Three-dimensional imaging of the left atrium applying the KODEX-EPD system. Three-dimensional imaging of a left atrium applying the KODEX-EPD system. The left atrium is shown in a panoramic view and in an anterior–posterior orientation (left panel) and in a left anterior oblique view (right panel). LAA, left atrial appendage; LIPV, left inferior pulmonary vein; LSPV, left superior pulmonary vein; MV, mitral valve; RIPV, right inferior pulmonary vein; RSPV, right superior pulmonary vein.
Figure 2

Three-dimensional imaging of the left atrium applying the KODEX-EPD system. Three-dimensional imaging of a left atrium applying the KODEX-EPD system. The left atrium is shown in a panoramic view and in an anterior–posterior orientation (left panel) and in a left anterior oblique view (right panel). LAA, left atrial appendage; LIPV, left inferior pulmonary vein; LSPV, left superior pulmonary vein; MV, mitral valve; RIPV, right inferior pulmonary vein; RSPV, right superior pulmonary vein.

Conclusions

Pulmonary vein isolation was, is, and will be the established cornerstone for catheter-based treatment of AF. However, today electrical reconduction from acutely isolated PVs is frequent and a common cause for AF recurrence. To overcome this limitation, novel and innovative ablation systems have been developed to facilitate acute PVI and to increase PVI durability. These systems include balloon-based ablation systems incorporating different energy sources such as cryo energy, laser, or RF current, but also new energy sources such as PFA as a non-thermal energy source. Currently, PFA seems to have the greatest potential to make catheter ablation of AF more effective but also rather safe at the initial procedure. More data are needed to support the promising initial experience, most likely incorporating better energy delivering tools than presently available. This could advance catheter ablation of AF to an early stage of the disease and to the primary treatment tool for AF. Ablation strategies beyond PVI such as linear lesions, ablation of CFAE, or isolation of the LAA were tested but the clinical results were inconsistent. However, the real impact of these ablation strategies can only be evaluated in the setting of persistently isolated PVs. As soon as durable PVI is provided at the initial procedure, ablation strategies for AF beyond PVI need to be re-assessed in randomized controlled trials in patients with persistent forms of AF.

Funding

This supplement was supported by an educational grant from Medtronic.

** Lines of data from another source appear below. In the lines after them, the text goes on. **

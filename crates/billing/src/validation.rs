//! Guards checked before every lifecycle transition
//!
//! Each guard either passes or returns the error the caller should see. None
//! of them touch the provider, so a failing guard never leaves partial state.

use std::sync::Arc;

use uuid::Uuid;

use crate::error::{BillingError, BillingResult};
use crate::models::{SubscriptionRecord, SubscriptionStatus};
use crate::plans::{PaymentMethod, PaymentMethodStore, Plan};

/// Longest plan id accepted from callers
const MAX_PLAN_ID_LEN: usize = 64;

pub struct SubscriptionValidator {
    payment_methods: Arc<dyn PaymentMethodStore>,
}

impl SubscriptionValidator {
    pub fn new(payment_methods: Arc<dyn PaymentMethodStore>) -> Self {
        Self { payment_methods }
    }

    pub fn exists(
        &self,
        record: Option<SubscriptionRecord>,
        lookup: &str,
    ) -> BillingResult<SubscriptionRecord> {
        record.ok_or_else(|| BillingError::NotFound(format!("No subscription found for {}", lookup)))
    }

    pub fn plan_exists(&self, plan: Option<Plan>, plan_id: &str) -> BillingResult<Plan> {
        plan.ok_or_else(|| BillingError::NotFound(format!("Plan {} not found", plan_id)))
    }

    /// Reject malformed plan ids before they reach the catalog
    pub fn plan_id<'a>(&self, raw: &'a str) -> BillingResult<&'a str> {
        let trimmed = raw.trim();
        if trimmed.is_empty() {
            return Err(BillingError::InvalidArgument(
                "plan id must not be empty".to_string(),
            ));
        }
        if trimmed.len() != raw.len() || raw.len() > MAX_PLAN_ID_LEN {
            return Err(BillingError::InvalidArgument(format!(
                "malformed plan id '{}'",
                raw
            )));
        }
        if !raw
            .chars()
            .all(|c| c.is_ascii_alphanumeric() || matches!(c, '_' | '-' | '.'))
        {
            return Err(BillingError::InvalidArgument(format!(
                "malformed plan id '{}'",
                raw
            )));
        }
        Ok(raw)
    }

    pub fn not_free_placeholder(
        &self,
        record: &SubscriptionRecord,
        operation: &str,
    ) -> BillingResult<()> {
        if record.kind.is_free() {
            return Err(BillingError::InvalidState(format!(
                "Cannot {} a free subscription",
                operation
            )));
        }
        Ok(())
    }

    pub fn is_active(&self, record: &SubscriptionRecord, operation: &str) -> BillingResult<()> {
        if !record.active {
            return Err(BillingError::InvalidState(format!(
                "Cannot {} an inactive subscription (status {})",
                operation, record.status
            )));
        }
        Ok(())
    }

    pub fn not_pending_cancel(
        &self,
        record: &SubscriptionRecord,
        operation: &str,
    ) -> BillingResult<()> {
        if record.cancel_at_period_end {
            return Err(BillingError::InvalidState(format!(
                "Cannot {} a subscription that is set to cancel at period end",
                operation
            )));
        }
        Ok(())
    }

    /// Reactivation only makes sense for a subscription that is winding down
    pub fn can_reactivate(&self, record: &SubscriptionRecord) -> BillingResult<()> {
        if record.active && !record.cancel_at_period_end {
            return Err(BillingError::InvalidState(
                "Subscription is already active and not set to cancel".to_string(),
            ));
        }
        if record.status == SubscriptionStatus::Canceled {
            return Err(BillingError::InvalidState(
                "Subscription has been canceled and cannot be reactivated".to_string(),
            ));
        }
        Ok(())
    }

    pub fn is_upgrade(&self, current: &Plan, new: &Plan) -> BillingResult<()> {
        if new.amount <= current.amount {
            return Err(BillingError::InvalidArgument(format!(
                "Plan {} ({}) is not an upgrade from {} ({})",
                new.id, new.amount, current.id, current.amount
            )));
        }
        Ok(())
    }

    pub fn is_downgrade(&self, current: &Plan, new: &Plan) -> BillingResult<()> {
        if new.amount >= current.amount {
            return Err(BillingError::InvalidArgument(format!(
                "Plan {} ({}) is not a downgrade from {} ({})",
                new.id, new.amount, current.id, current.amount
            )));
        }
        Ok(())
    }

    /// Returns the matched method, or `None` for an empty id. Callers may pass
    /// either the local id or the provider ref.
    pub async fn payment_method_belongs_to_account(
        &self,
        payment_method_id: &str,
        account_id: Uuid,
    ) -> BillingResult<Option<PaymentMethod>> {
        if payment_method_id.is_empty() {
            return Ok(None);
        }
        let methods = self.payment_methods.list_for_account(account_id).await?;
        methods
            .into_iter()
            .find(|m| m.id == payment_method_id || m.provider_payment_method_ref == payment_method_id)
            .map(Some)
            .ok_or_else(|| {
                BillingError::NotFound(format!(
                    "Payment method {} not found for account {}",
                    payment_method_id, account_id
                ))
            })
    }
}

#[cfg(test)]
mod tests {
    use super::*;
    use crate::error::ErrorKind;
    use crate::memory::InMemoryPaymentMethodStore;
    use crate::models::{ProviderRefs, SubscriptionKind};
    use crate::plans::BillingInterval;
    use rust_decimal::Decimal;
    use rust_decimal_macros::dec;
    use time::OffsetDateTime;

    fn plan(id: &str, amount: Decimal) -> Plan {
        Plan {
            id: id.to_string(),
            name: id.to_string(),
            amount,
            currency: "usd".to_string(),
            interval: BillingInterval::Month,
            provider_price_ref: format!("price_{}", id),
        }
    }

    fn validator() -> (SubscriptionValidator, Arc<InMemoryPaymentMethodStore>) {
        let methods = Arc::new(InMemoryPaymentMethodStore::new());
        (SubscriptionValidator::new(methods.clone()), methods)
    }

    fn paid_record() -> SubscriptionRecord {
        let mut record = SubscriptionRecord::new_free(Uuid::new_v4(), OffsetDateTime::now_utc());
        record.kind = SubscriptionKind::Provisioned(ProviderRefs {
            subscription_ref: "sub_1".to_string(),
            customer_ref: "cus_1".to_string(),
        });
        record.plan_id = "pro".to_string();
        record.set_status(SubscriptionStatus::Active);
        record
    }

    // =========================================================================
    // Direction guards
    // =========================================================================

    #[test]
    fn test_upgrade_accepts_only_strictly_higher_amounts() {
        let (v, _) = validator();
        let pairs = [
            (dec!(10), dec!(20), true),
            (dec!(20), dec!(10), false),
            (dec!(10), dec!(10), false),
            (dec!(0), dec!(0.01), true),
        ];
        for (current, new, accepted) in pairs {
            let result = v.is_upgrade(&plan("a", current), &plan("b", new));
            assert_eq!(result.is_ok(), accepted, "{} -> {}", current, new);
            if let Err(e) = result {
                assert_eq!(e.kind(), ErrorKind::InvalidArgument);
            }
        }
    }

    #[test]
    fn test_downgrade_accepts_only_strictly_lower_amounts() {
        let (v, _) = validator();
        let pairs = [
            (dec!(20), dec!(10), true),
            (dec!(10), dec!(20), false),
            (dec!(15), dec!(15), false),
        ];
        for (current, new, accepted) in pairs {
            let result = v.is_downgrade(&plan("a", current), &plan("b", new));
            assert_eq!(result.is_ok(), accepted, "{} -> {}", current, new);
        }
    }

    // =========================================================================
    // State guards
    // =========================================================================

    #[test]
    fn test_free_placeholder_is_invalid_state() {
        let (v, _) = validator();
        let record = SubscriptionRecord::new_free(Uuid::new_v4(), OffsetDateTime::now_utc());
        let err = v.not_free_placeholder(&record, "cancel").unwrap_err();
        assert_eq!(err.kind(), ErrorKind::InvalidState);
        assert!(v.not_free_placeholder(&paid_record(), "cancel").is_ok());
    }

    #[test]
    fn test_is_active_and_pending_cancel() {
        let (v, _) = validator();
        let mut record = paid_record();
        assert!(v.is_active(&record, "cancel").is_ok());
        assert!(v.not_pending_cancel(&record, "downgrade").is_ok());

        record.cancel_at_period_end = true;
        record.set_status(SubscriptionStatus::CanceledAtPeriodEnd);
        assert_eq!(
            v.is_active(&record, "cancel").unwrap_err().kind(),
            ErrorKind::InvalidState
        );
        assert_eq!(
            v.not_pending_cancel(&record, "downgrade").unwrap_err().kind(),
            ErrorKind::InvalidState
        );
    }

    #[test]
    fn test_reactivate_guard() {
        let (v, _) = validator();
        let mut record = paid_record();
        let err = v.can_reactivate(&record).unwrap_err();
        assert!(err.to_string().contains("already active and not set to cancel"));

        record.cancel_at_period_end = true;
        assert!(v.can_reactivate(&record).is_ok());

        record.cancel_at_period_end = false;
        record.set_status(SubscriptionStatus::Canceled);
        assert_eq!(
            v.can_reactivate(&record).unwrap_err().kind(),
            ErrorKind::InvalidState
        );
    }

    #[test]
    fn test_exists_and_plan_exists_are_not_found() {
        let (v, _) = validator();
        assert_eq!(
            v.exists(None, "account 1").unwrap_err().kind(),
            ErrorKind::NotFound
        );
        assert_eq!(
            v.plan_exists(None, "gold").unwrap_err().kind(),
            ErrorKind::NotFound
        );
    }

    #[test]
    fn test_plan_id_format() {
        let (v, _) = validator();
        assert_eq!(v.plan_id("pro_monthly").unwrap(), "pro_monthly");
        for bad in ["", "   ", " pro", "pro plan", "pro;drop"] {
            assert_eq!(
                v.plan_id(bad).unwrap_err().kind(),
                ErrorKind::InvalidArgument,
                "{:?}",
                bad
            );
        }
        assert!(v.plan_id(&"x".repeat(65)).is_err());
    }

    // =========================================================================
    // Payment method ownership
    // =========================================================================

    #[tokio::test]
    async fn test_payment_method_ownership() {
        let (v, methods) = validator();
        let owner = Uuid::new_v4();
        methods.add(PaymentMethod {
            id: "pm_local".to_string(),
            account_id: owner,
            provider_payment_method_ref: "pm_card_visa".to_string(),
        });

        assert!(v
            .payment_method_belongs_to_account("", owner)
            .await
            .unwrap()
            .is_none());
        let by_provider_ref = v
            .payment_method_belongs_to_account("pm_card_visa", owner)
            .await
            .unwrap()
            .unwrap();
        assert_eq!(by_provider_ref.id, "pm_local");
        let by_local_id = v
            .payment_method_belongs_to_account("pm_local", owner)
            .await
            .unwrap()
            .unwrap();
        assert_eq!(by_local_id.provider_payment_method_ref, "pm_card_visa");

        let err = v
            .payment_method_belongs_to_account("pm_card_visa", Uuid::new_v4())
            .await
            .unwrap_err();
        assert_eq!(err.kind(), ErrorKind::NotFound);
    }
}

Conflict of interest: A.M.: travel and speaker’s honoraria: Medtronic, KODEX-EPD, Pfizer, and Biosense Webster; consulting fees: Medtronic. K.-H.K.: grant/research support from Medtronic, Biosense Webster, and K2; consulting fees/honoraria from CardioValve; equity: Nuvera; ownership/founder: MTEx, Cardiac Implants; intellectual property rights: MTEx, Cardiac Implants, and A-Rhythmik. J.K.R.C.: advisory board: Medtronic; research grant: Biosense Webster, Cardiofocus, Medtronic, and Biotronic; travel and speaker’s honoraria: Medtronic, Boston Scientific, Biosense Webster, Cardiofocus, Abbott, and Bayer.